**Instructions to follow:** Return all the entries below exactly as they were given.

++++++++

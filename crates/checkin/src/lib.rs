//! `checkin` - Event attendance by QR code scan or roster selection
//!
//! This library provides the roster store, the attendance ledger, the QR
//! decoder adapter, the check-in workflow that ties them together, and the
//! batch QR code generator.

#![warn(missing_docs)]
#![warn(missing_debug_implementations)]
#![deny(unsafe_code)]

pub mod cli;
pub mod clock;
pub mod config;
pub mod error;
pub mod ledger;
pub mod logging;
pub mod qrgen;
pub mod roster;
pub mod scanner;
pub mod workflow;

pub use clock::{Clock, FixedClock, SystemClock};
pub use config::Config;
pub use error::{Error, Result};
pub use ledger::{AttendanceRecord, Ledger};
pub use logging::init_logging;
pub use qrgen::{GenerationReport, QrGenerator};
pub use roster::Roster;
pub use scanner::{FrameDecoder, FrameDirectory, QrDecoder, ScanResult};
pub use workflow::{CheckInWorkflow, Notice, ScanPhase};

++++++++

**The completed task:**
filename crates/checkin/src/lib.rs
//! `checkin` - Event attendance by QR code scan or roster selection
//!
//! This library provides the roster store, the attendance ledger, the QR
//! decoder adapter, the check-in workflow that ties them together, and the
//! batch QR code generator.

#![warn(missing_docs)]
#![warn(missing_debug_implementations)]
#![deny(unsafe_code)]

pub mod cli;
pub mod clock;
pub mod config;
pub mod error;
pub mod ledger;
pub mod logging;
pub mod qrgen;
pub mod roster;
pub mod scanner;
pub mod workflow;

pub use clock::{Clock, FixedClock, SystemClock};
pub use config::Config;
pub use error::{Error, Result};
pub use ledger::{AttendanceRecord, Ledger};
pub use logging::init_logging;
pub use qrgen::{GenerationReport, QrGenerator};
pub use roster::Roster;
pub use scanner::{FrameDecoder, FrameDirectory, QrDecoder, ScanResult};
pub use workflow::{CheckInWorkflow, Notice, ScanPhase};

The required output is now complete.